● Aim of the task: Reproduce, without any change, the span of lines from the opening of the records below to the line containing "use mockall::automock;", inclusive.

-------

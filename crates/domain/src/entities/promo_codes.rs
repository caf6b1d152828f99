use chrono::{DateTime, Utc};

/// Discount code. `uses_count` only ever increments and never exceeds
/// `max_uses`; codes are deactivated, never deleted.
#[derive(Debug, Clone)]
pub struct PromoCodeEntity {
    pub id: i32,
    pub code: String,
    pub discount_percent: i32,
    pub max_uses: i32,
    pub uses_count: i32,
    pub is_active: bool,
    pub created_at: DateTime<Utc>,
}

impl PromoCodeEntity {
    pub fn is_redeemable(&self) -> bool {
        self.is_active && self.uses_count < self.max_uses
    }
}

#[derive(Debug, Clone)]
pub struct InsertPromoCodeEntity {
    pub code: String,
    pub discount_percent: i32,
    pub max_uses: i32,
}
use anyhow::Result;
use async_trait::async_trait;
use mockall::automock;

use crate::entities::promo_codes::{InsertPromoCodeEntity, PromoCodeEntity};

/// Lookup is case-insensitive: codes are normalized to uppercase at
/// every read and write site. Lookups only preview a discount;
/// redemption itself is a conditional increment inside the checkout
/// commit (`CheckoutRepository`), never a read-then-write.
#[automock]
#[async_trait]
pub trait PromoCodeRepository {
    async fn create(&self, promo: InsertPromoCodeEntity) -> Result<i32>;

    async fn find_by_code(&self, code: &str) -> Result<Option<PromoCodeEntity>>;

    async fn list(&self) -> Result<Vec<PromoCodeEntity>>;

    /// Flips the active flag; returns the new state, or `None` for an
    /// unknown id.
    async fn toggle_active(&self, promo_id: i32) -> Result<Option<bool>>;
}
use anyhow::Result;
use async_trait::async_trait;
use chrono::{DateTime, Utc};
use diesel::{insert_into, prelude::*, update};
use std::sync::Arc;

use crate::db::{
    postgres::{
        postgres_connection::PgPool,
        schema::{payments, promo_codes, tariffs, users},
    },
    repositories::rows::NewPaymentRow,
};
use domain::{
    repositories::checkout::{CheckoutOutcome, CheckoutRepository, ConfirmedCheckout},
    value_objects::memberships::extended_end,
};

/// Name recorded on a payment whose tariff was deleted between invoice
/// and confirmation.
const UNKNOWN_TARIFF_NAME: &str = "Unknown tariff";

pub struct CheckoutPostgres {
    db_pool: Arc<PgPool>,
}

impl CheckoutPostgres {
    pub fn new(db_pool: Arc<PgPool>) -> Self {
        Self { db_pool }
    }
}

#[async_trait]
impl CheckoutRepository for CheckoutPostgres {
    async fn apply_confirmed(&self, checkout: ConfirmedCheckout) -> Result<CheckoutOutcome> {
        let mut conn = Arc::clone(&self.db_pool).get()?;

        // One transaction for the whole commit: duplicate detection,
        // promo redemption, payment insert and extension either all
        // land or none do. The unique index on provider_payment_id
        // backstops two confirmations racing past the duplicate check.
        let outcome = conn.transaction::<CheckoutOutcome, anyhow::Error, _>(|conn| {
            let already_recorded = payments::table
                .filter(payments::provider_payment_id.eq(&checkout.provider_payment_id))
                .select(payments::id)
                .first::<i32>(conn)
                .optional()?
                .is_some();

            if already_recorded {
                let current_end = users::table
                    .find(checkout.user_id)
                    .select(users::subscription_end)
                    .first::<Option<DateTime<Utc>>>(conn)
                    .optional()?
                    .flatten();

                return Ok(CheckoutOutcome::Duplicate { current_end });
            }

            // The agreed price stands even when the code ran out between
            // preview and confirmation; the counter only moves while
            // capacity remains.
            let promo_redeemed = match checkout.promo_code.as_deref() {
                Some(code) => {
                    let affected = update(
                        promo_codes::table
                            .filter(promo_codes::code.eq(code.to_uppercase()))
                            .filter(promo_codes::is_active.eq(true))
                            .filter(promo_codes::uses_count.lt(promo_codes::max_uses)),
                    )
                    .set(promo_codes::uses_count.eq(promo_codes::uses_count + 1))
                    .execute(conn)?;

                    affected == 1
                }
                None => false,
            };

            let tariff_name = tariffs::table
                .find(checkout.tariff_id)
                .select(tariffs::name)
                .first::<String>(conn)
                .optional()?
                .unwrap_or_else(|| UNKNOWN_TARIFF_NAME.to_string());

            insert_into(users::table)
                .values(users::id.eq(checkout.user_id))
                .on_conflict(users::id)
                .do_nothing()
                .execute(conn)?;

            insert_into(payments::table)
                .values(NewPaymentRow {
                    user_id: checkout.user_id,
                    tariff_name,
                    amount_minor: checkout.amount_minor,
                    duration_days: checkout.duration_days,
                    provider_payment_id: checkout.provider_payment_id.clone(),
                })
                .execute(conn)?;

            let current_end = users::table
                .find(checkout.user_id)
                .select(users::subscription_end)
                .for_update()
                .first::<Option<DateTime<Utc>>>(conn)?;

            let new_end = extended_end(
                Utc::now(),
                current_end,
                i64::from(checkout.duration_days),
            );

            update(users::table.find(checkout.user_id))
                .set(users::subscription_end.eq(Some(new_end)))
                .execute(conn)?;

            Ok(CheckoutOutcome::Applied {
                new_end,
                promo_redeemed,
            })
        })?;

        Ok(outcome)
    }
}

-------

● Solution below:
filename crates/domain/src/entities/promo_codes.rs
repository caf6b1d152828f99
use chrono::{DateTime, Utc};

/// Discount code. `uses_count` only ever increments and never exceeds
/// `max_uses`; codes are deactivated, never deleted.
#[derive(Debug, Clone)]
pub struct PromoCodeEntity {
    pub id: i32,
    pub code: String,
    pub discount_percent: i32,
    pub max_uses: i32,
    pub uses_count: i32,
    pub is_active: bool,
    pub created_at: DateTime<Utc>,
}

impl PromoCodeEntity {
    pub fn is_redeemable(&self) -> bool {
        self.is_active && self.uses_count < self.max_uses
    }
}

#[derive(Debug, Clone)]
pub struct InsertPromoCodeEntity {
    pub code: String,
    pub discount_percent: i32,
    pub max_uses: i32,
}
use anyhow::Result;
use async_trait::async_trait;
use mockall::automock;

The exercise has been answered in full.